El absurdo fenómeno de Bizarrap

Por Rocio Flores

Como les avisé en el artículo “Vas a valorar el trap después de leer ésto”: Bizarrap merece una nota aparte. Y es que en solo tres años pasó de ser un espectador más del Quinto Escalón, a ser uno de los máximos referentes del trap a nivel mundial, con temas que alcanzan millones de visualizaciones por minuto en todo el mundo.

Con 23 años, Gonzalo Julián Conde es un claro ejemplo de que, con pasión y constancia, todo se puede lograr. Desde su propia habitación, compite con los grandes de la industria musical y sin perder la humildad. Tuvo la posibilidad de producir en estudios profesionales con equipos avanzados, pero se negó para poder cumplir con su objetivo: ser el referente que él no tuvo cuando empezó a meterse en el mundo de la producción a los quince años.

Lo que toca, lo potencia. Proyecta una energía, un aura especial que de alguna forma impregna el ambiente y se contagia. En palabras de Nicki Nicole, Bizarrap hace que “todo se vuelva mágico”.

Es interesante cómo las cosas simplemente suceden con éste fenómeno. Las Mussic Sessions, las colaboraciones, la estética de los videos, el estilo del Biza, el uso de la gorra y las gafas enormes surgieron naturalmente y se convirtieron en su sello distintivo, que resultó en una efectiva estrategia de marketing, aunque no surgió como tal.
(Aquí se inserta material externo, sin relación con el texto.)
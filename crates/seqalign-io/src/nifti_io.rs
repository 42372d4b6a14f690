//! NIfTI-1 volumes (`.nii`, `.nii.gz`).
//!
//! NIfTI stores geometry in RAS+ world coordinates while images here use the
//! DICOM (LPS+) convention, so the x and y rows of the affine are negated on
//! the way in and on the way out.

use anyhow::{bail, Context, Result};
use burn::tensor::backend::Backend;
use burn::tensor::{Tensor, TensorData};
use nalgebra::{Matrix3, Vector3 as NaVector3};
use ndarray::{Array3, ArrayD, Axis, Ix3};
use nifti::writer::WriterOptions;
use nifti::{IntoNdArray, NiftiHeader, NiftiObject, ReaderOptions};
use seqalign_core::spatial::{Direction, Point, Spacing};
use seqalign_core::Image;
use std::path::Path;

const NIFTI_XFORM_SCANNER_ANAT: i16 = 1;
const NIFTI_UNITS_MM: u8 = 2;

/// Flip between RAS+ and LPS+ for the x and y world axes.
const RAS_TO_LPS: [f64; 3] = [-1.0, -1.0, 1.0];

pub fn read_nifti<B: Backend, P: AsRef<Path>>(path: P, device: &B::Device) -> Result<Image<B, 3>> {
    let path = path.as_ref();
    let obj = ReaderOptions::new().read_file(path).context("Failed to read NIfTI file")?;
    let (origin, spacing, direction) = header_geometry(obj.header());

    let volume = obj
        .into_volume()
        .into_ndarray::<f32>()
        .context("Failed to convert volume to ndarray")?;
    let volume = into_volume3(volume)?;

    // logical [x, y, z] -> [z, y, x], iterated with x fastest
    let (nx, ny, nz) = volume.dim();
    let values: Vec<f32> = volume.permuted_axes([2, 1, 0]).iter().copied().collect();
    let tensor = Tensor::<B, 3>::from_data(TensorData::new(values, [nz, ny, nx]), device);

    Ok(Image::new(tensor, origin, spacing, direction))
}

/// Write an image as NIfTI-1; a `.gz` extension compresses the file.
///
/// The geometry is stored as a scanner-anatomical sform.
pub fn write_nifti<B: Backend, P: AsRef<Path>>(path: P, image: &Image<B, 3>) -> Result<()> {
    let [nz, ny, nx] = image.shape();
    let values = image
        .data()
        .clone()
        .into_data()
        .convert::<f32>()
        .to_vec::<f32>()
        .map_err(|e| anyhow::anyhow!("Failed to get tensor data: {:?}", e))?;

    // [z, y, x] in memory, presented to the writer as logical [x, y, z]
    let array = Array3::from_shape_vec((nz, ny, nx), values)
        .context("Failed to create ndarray")?
        .reversed_axes();

    let header = geometry_header(image);
    WriterOptions::new(path.as_ref())
        .reference_header(&header)
        .write_nifti(&array)
        .context("Failed to write NIfTI file")?;

    Ok(())
}

/// Origin, spacing and direction (LPS+) from a header: sform, then qform, then pixdim.
pub fn header_geometry(header: &NiftiHeader) -> (Point<3>, Spacing<3>, Direction<3>) {
    let affine = if header.sform_code > 0 {
        [header.srow_x, header.srow_y, header.srow_z].map(|row| row.map(f64::from))
    } else if header.qform_code > 0 {
        qform_affine(header)
    } else {
        let p = header.pixdim.map(f64::from);
        [
            [p[1], 0.0, 0.0, 0.0],
            [0.0, p[2], 0.0, 0.0],
            [0.0, 0.0, p[3], 0.0],
        ]
    };

    let mut origin = Point::origin();
    let mut columns = [NaVector3::zeros(); 3];
    for row in 0..3 {
        origin[row] = RAS_TO_LPS[row] * affine[row][3];
        for (col, column) in columns.iter_mut().enumerate() {
            column[row] = RAS_TO_LPS[row] * affine[row][col];
        }
    }

    let mut spacing = Spacing::uniform(1.0);
    let fallback = [NaVector3::x(), NaVector3::y(), NaVector3::z()];
    for (axis, column) in columns.iter_mut().enumerate() {
        let norm = column.norm();
        if norm > 1e-9 {
            spacing[axis] = norm;
            *column /= norm;
        } else {
            *column = fallback[axis];
        }
    }

    (origin, spacing, Direction(Matrix3::from_columns(&columns)))
}

fn qform_affine(header: &NiftiHeader) -> [[f64; 4]; 3] {
    let b = header.quatern_b as f64;
    let c = header.quatern_c as f64;
    let d = header.quatern_d as f64;
    let a = (1.0 - (b * b + c * c + d * d).min(1.0)).sqrt();
    let qfac = if header.pixdim[0] < 0.0 { -1.0 } else { 1.0 };

    let dx = header.pixdim[1] as f64;
    let dy = header.pixdim[2] as f64;
    let dz = header.pixdim[3] as f64 * qfac;

    [
        [
            (a * a + b * b - c * c - d * d) * dx,
            (2.0 * b * c - 2.0 * a * d) * dy,
            (2.0 * b * d + 2.0 * a * c) * dz,
            header.quatern_x as f64,
        ],
        [
            (2.0 * b * c + 2.0 * a * d) * dx,
            (a * a + c * c - b * b - d * d) * dy,
            (2.0 * c * d - 2.0 * a * b) * dz,
            header.quatern_y as f64,
        ],
        [
            (2.0 * b * d - 2.0 * a * c) * dx,
            (2.0 * c * d + 2.0 * a * b) * dy,
            (a * a + d * d - c * c - b * b) * dz,
            header.quatern_z as f64,
        ],
    ]
}

fn geometry_header<B: Backend>(image: &Image<B, 3>) -> NiftiHeader {
    let origin = image.origin();
    let spacing = image.spacing();
    let direction = image.direction();

    let mut rows = [[0f32; 4]; 3];
    for (row, out) in rows.iter_mut().enumerate() {
        for col in 0..3 {
            out[col] = (RAS_TO_LPS[row] * direction[(row, col)] * spacing[col]) as f32;
        }
        out[3] = (RAS_TO_LPS[row] * origin[row]) as f32;
    }

    let mut header = NiftiHeader::default();
    header.pixdim = [1.0, spacing[0] as f32, spacing[1] as f32, spacing[2] as f32, 1.0, 1.0, 1.0, 1.0];
    header.sform_code = NIFTI_XFORM_SCANNER_ANAT;
    header.qform_code = 0;
    header.srow_x = rows[0];
    header.srow_y = rows[1];
    header.srow_z = rows[2];
    header.xyzt_units = NIFTI_UNITS_MM;
    header
}

/// Reduce a decoded volume to exactly three axes, dropping trailing singleton axes.
fn into_volume3(mut volume: ArrayD<f32>) -> Result<ndarray::Array3<f32>> {
    while volume.ndim() > 3 {
        let last = volume.ndim() - 1;
        if volume.shape()[last] != 1 {
            bail!("Expected a 3D NIfTI volume, found shape {:?}", volume.shape());
        }
        volume = volume.index_axis_move(Axis(last), 0);
    }
    while volume.ndim() < 3 {
        let next = volume.ndim();
        volume = volume.insert_axis(Axis(next));
    }
    volume
        .into_dimensionality::<Ix3>()
        .context("Failed to view NIfTI volume as 3D")
}
//! Teacher model.
//!
//! Teachers are master data owned by the surrounding application and
//! referenced by id from requirements and assignments. The engine only
//! needs identity, the active flag, and the slots a teacher cannot teach.

use serde::{Deserialize, Serialize};

/// A teacher available for weekly requirements.
#[derive(Debug, Clone, PartialEq, Serialize, Deserialize)]
pub struct Teacher {
    /// Unique teacher identifier.
    pub id: String,
    /// Short staff code (e.g. "MAT01").
    pub code: String,
    /// Subject area the teacher is qualified for.
    pub specialization: String,
    /// Inactive teachers cannot appear in requirements.
    pub active: bool,
    /// Time slot ids in which this teacher cannot teach.
    pub unavailable_slots: Vec<String>,
}

impl Teacher {
    /// Creates a new active teacher.
    pub fn new(id: impl Into<String>, code: impl Into<String>) -> Self {
        Self {
            id: id.into(),
            code: code.into(),
            specialization: String::new(),
            active: true,
            unavailable_slots: Vec::new(),
        }
    }

    /// Sets the specialization.
    pub fn with_specialization(mut self, specialization: impl Into<String>) -> Self {
        self.specialization = specialization.into();
        self
    }

    /// Marks the teacher inactive.
    pub fn inactive(mut self) -> Self {
        self.active = false;
        self
    }

    /// Marks a slot as unavailable for this teacher.
    pub fn with_unavailable_slot(mut self, slot_id: impl Into<String>) -> Self {
        self.unavailable_slots.push(slot_id.into());
        self
    }

    /// Whether the teacher can teach in the given slot.
    pub fn is_available_in(&self, slot_id: &str) -> bool {
        !self.unavailable_slots.iter().any(|s| s == slot_id)
    }
}

#[cfg(test)]
mod tests {
    use super::*;

    #[test]
    fn test_teacher_builder() {
        let t = Teacher::new("t1", "MAT01")
            .with_specialization("Mathematics")
            .with_unavailable_slot("fri-5");

        assert_eq!(t.id, "t1");
        assert_eq!(t.code, "MAT01");
        assert_eq!(t.specialization, "Mathematics");
        assert!(t.active);
        assert!(t.is_available_in("mon-1"));
        assert!(!t.is_available_in("fri-5"));
    }

    #[test]
    fn test_inactive() {
        let t = Teacher::new("t1", "MAT01").inactive();
        assert!(!t.active);
    }
}
//! Master data container.
//!
//! The surrounding application owns teachers, rooms, subjects, class groups,
//! and the weekly slot grid; it hands them to the engine in full on every
//! call. The engine never stores them between calls.

use serde::{Deserialize, Serialize};

use super::{ClassGroup, Room, Subject, Teacher, TimeSlot};

/// The reference-data universe for one engine call.
#[derive(Debug, Clone, Default, PartialEq, Serialize, Deserialize)]
pub struct MasterData {
    /// Teaching staff.
    pub teachers: Vec<Teacher>,
    /// Available rooms.
    pub rooms: Vec<Room>,
    /// Taught subjects.
    pub subjects: Vec<Subject>,
    /// Student groups.
    pub classes: Vec<ClassGroup>,
    /// The fixed weekly slot grid.
    pub time_slots: Vec<TimeSlot>,
}

impl MasterData {
    /// Creates an empty container.
    pub fn new() -> Self {
        Self::default()
    }

    /// Adds a teacher.
    pub fn with_teacher(mut self, teacher: Teacher) -> Self {
        self.teachers.push(teacher);
        self
    }

    /// Adds a room.
    pub fn with_room(mut self, room: Room) -> Self {
        self.rooms.push(room);
        self
    }

    /// Adds a subject.
    pub fn with_subject(mut self, subject: Subject) -> Self {
        self.subjects.push(subject);
        self
    }

    /// Adds a class group.
    pub fn with_class(mut self, class: ClassGroup) -> Self {
        self.classes.push(class);
        self
    }

    /// Adds a time slot.
    pub fn with_time_slot(mut self, slot: TimeSlot) -> Self {
        self.time_slots.push(slot);
        self
    }

    /// Finds a teacher by id.
    pub fn teacher(&self, id: &str) -> Option<&Teacher> {
        self.teachers.iter().find(|t| t.id == id)
    }

    /// Finds a room by id.
    pub fn room(&self, id: &str) -> Option<&Room> {
        self.rooms.iter().find(|r| r.id == id)
    }

    /// Finds a subject by id.
    pub fn subject(&self, id: &str) -> Option<&Subject> {
        self.subjects.iter().find(|s| s.id == id)
    }

    /// Finds a class group by id.
    pub fn class_group(&self, id: &str) -> Option<&ClassGroup> {
        self.classes.iter().find(|c| c.id == id)
    }

    /// Finds a time slot by id.
    pub fn time_slot(&self, id: &str) -> Option<&TimeSlot> {
        self.time_slots.iter().find(|s| s.id == id)
    }

    /// Time slots in canonical week order: (day, period) ascending.
    pub fn time_slots_in_week_order(&self) -> Vec<&TimeSlot> {
        let mut slots: Vec<&TimeSlot> = self.time_slots.iter().collect();
        slots.sort_by_key(|s| (s.week_position(), s.id.clone()));
        slots
    }

    /// Rooms in ascending id order.
    pub fn rooms_in_id_order(&self) -> Vec<&Room> {
        let mut rooms: Vec<&Room> = self.rooms.iter().collect();
        rooms.sort_by(|a, b| a.id.cmp(&b.id));
        rooms
    }
}

#[cfg(test)]
mod tests {
    use super::*;
    use crate::models::DayOfWeek;

    fn sample_master() -> MasterData {
        MasterData::new()
            .with_teacher(Teacher::new("t1", "MAT01"))
            .with_room(Room::regular("r2"))
            .with_room(Room::regular("r1"))
            .with_subject(Subject::new("math"))
            .with_class(ClassGroup::new("7b"))
            .with_time_slot(TimeSlot::new("tue-1", DayOfWeek::Tuesday, 1))
            .with_time_slot(TimeSlot::new("mon-1", DayOfWeek::Monday, 1))
            .with_time_slot(TimeSlot::new("mon-0", DayOfWeek::Monday, 0))
    }

    #[test]
    fn test_lookups() {
        let m = sample_master();
        assert!(m.teacher("t1").is_some());
        assert!(m.teacher("t9").is_none());
        assert!(m.room("r1").is_some());
        assert!(m.subject("math").is_some());
        assert!(m.class_group("7b").is_some());
        assert!(m.time_slot("mon-1").is_some());
    }

    #[test]
    fn test_week_order() {
        let m = sample_master();
        let slots: Vec<&str> = m
            .time_slots_in_week_order()
            .iter()
            .map(|s| s.id.as_str())
            .collect();
        assert_eq!(slots, vec!["mon-0", "mon-1", "tue-1"]);
    }

    #[test]
    fn test_room_id_order() {
        let m = sample_master();
        let rooms: Vec<&str> = m.rooms_in_id_order().iter().map(|r| r.id.as_str()).collect();
        assert_eq!(rooms, vec!["r1", "r2"]);
    }
}
//! Subject model.

use serde::{Deserialize, Serialize};

use super::RoomType;

/// A taught subject.
///
/// A subject may require a specific room type (chemistry needs a lab,
/// physical education needs a gym). `None` means any room is acceptable.
#[derive(Debug, Clone, PartialEq, Serialize, Deserialize)]
pub struct Subject {
    /// Unique subject identifier.
    pub id: String,
    /// Display name.
    pub name: String,
    /// Required room type, if any.
    pub required_room_type: Option<RoomType>,
}

impl Subject {
    /// Creates a new subject with no room requirement.
    pub fn new(id: impl Into<String>) -> Self {
        Self {
            id: id.into(),
            name: String::new(),
            required_room_type: None,
        }
    }

    /// Sets the display name.
    pub fn with_name(mut self, name: impl Into<String>) -> Self {
        self.name = name.into();
        self
    }

    /// Requires a specific room type.
    pub fn with_required_room_type(mut self, room_type: RoomType) -> Self {
        self.required_room_type = Some(room_type);
        self
    }

    /// Whether the given room type satisfies this subject.
    pub fn accepts_room_type(&self, room_type: &RoomType) -> bool {
        match &self.required_room_type {
            None => true,
            Some(required) => required == room_type,
        }
    }
}

#[cfg(test)]
mod tests {
    use super::*;

    #[test]
    fn test_subject_without_requirement_accepts_any_room() {
        let s = Subject::new("math").with_name("Mathematics");
        assert!(s.accepts_room_type(&RoomType::Regular));
        assert!(s.accepts_room_type(&RoomType::Lab));
    }

    #[test]
    fn test_subject_with_requirement() {
        let s = Subject::new("chem").with_required_room_type(RoomType::Lab);
        assert!(s.accepts_room_type(&RoomType::Lab));
        assert!(!s.accepts_room_type(&RoomType::Regular));
    }
}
Pero claramente no es un pibe cualquiera, supo capitalizar esa estrategia. Tiene un hype tremendo, cada tema que está por salir es todo un acontecimiento. Tres años de estudio de marketing sumados a su mentalidad arrolladora, le dieron las herramientas para promocionarse de formas novedosas que le funcionaron perfectamente, y sin pagar pauta. Los trailers de las Mussic Sessions de Nathy Peluso y de L-gante son dos ejemplos excelentes, vayan a verlas.

Dejar algún que otro error o comentario no planificado de los artistas en vez de eliminarlos como es común, es un recurso que, utilizado correctamente y con moderación, puede caer muy bien a los oídos de la gente. Nuevamente, el Biza “sonó cabrón”: “¿Cómo era la otra parte, Biza?… Ah” dice Tiago en un momento de la canción, aportándole cierto grado de naturalidad y autenticidad que le da un toque especial.

Con su estilo característico consiguió elevar la figura de los productores y darles el reconocimiento que merecen. Generalmente los consideramos un extra en la creación de un tema, o directamente ni los tenemos en cuenta. Suelen aparecer solo cuando el cantante grita su nombre en alguna parte de la canción. Pero con Bizarrap es distinto, el productor se ubica a la misma altura que el cantante, como debe ser.

Es común que las Music Session sean explosivas, pero hay tres casos que fueron una locura:

  • La BZRP Sessions con Trueno consiguió 217 millones de reproducciones (hasta el momento, su video con más views tenía 57 millones), y se convirtió en el freestyle más escuchado en la historia.
  • La Mussic Sessions de Nicki Nicole, obtuvo 175 millones y disparó definitivamente la fama de la artista.
  • La colaboración estrella fue sin dudas la de Nathy Peluso, que alcanzó los 311 millones de visualizaciones, cifra récord hasta hoy. Ésta Mussic Sessions tenía todo para romperla: ella picante, directa y extravagante; la letra fuerte y concreta y el ritmo que acompaña a la perfección.

Quizá, ese beat tan especial tiene que ver con que creció escuchando música electrónica y más tarde se involucró en el mundo del rap. En diálogo con La Nación, explicó que su música es “una combinación de estilos”, y que quiso destacar su esencia pero en otro género.

La cuestión es que, con solo 23 años, Bizarrap tiene su propio estilo e ideas sólidas, es capaz de sacar lo mejor de cada artista, sabe cómo promocionar su contenido y generar misterio, entiende la producción musical de forma especial y es el primer productor que enloquece al público igual o más que el mismo cantante. Que el Biza la suelte, y suene cabrón.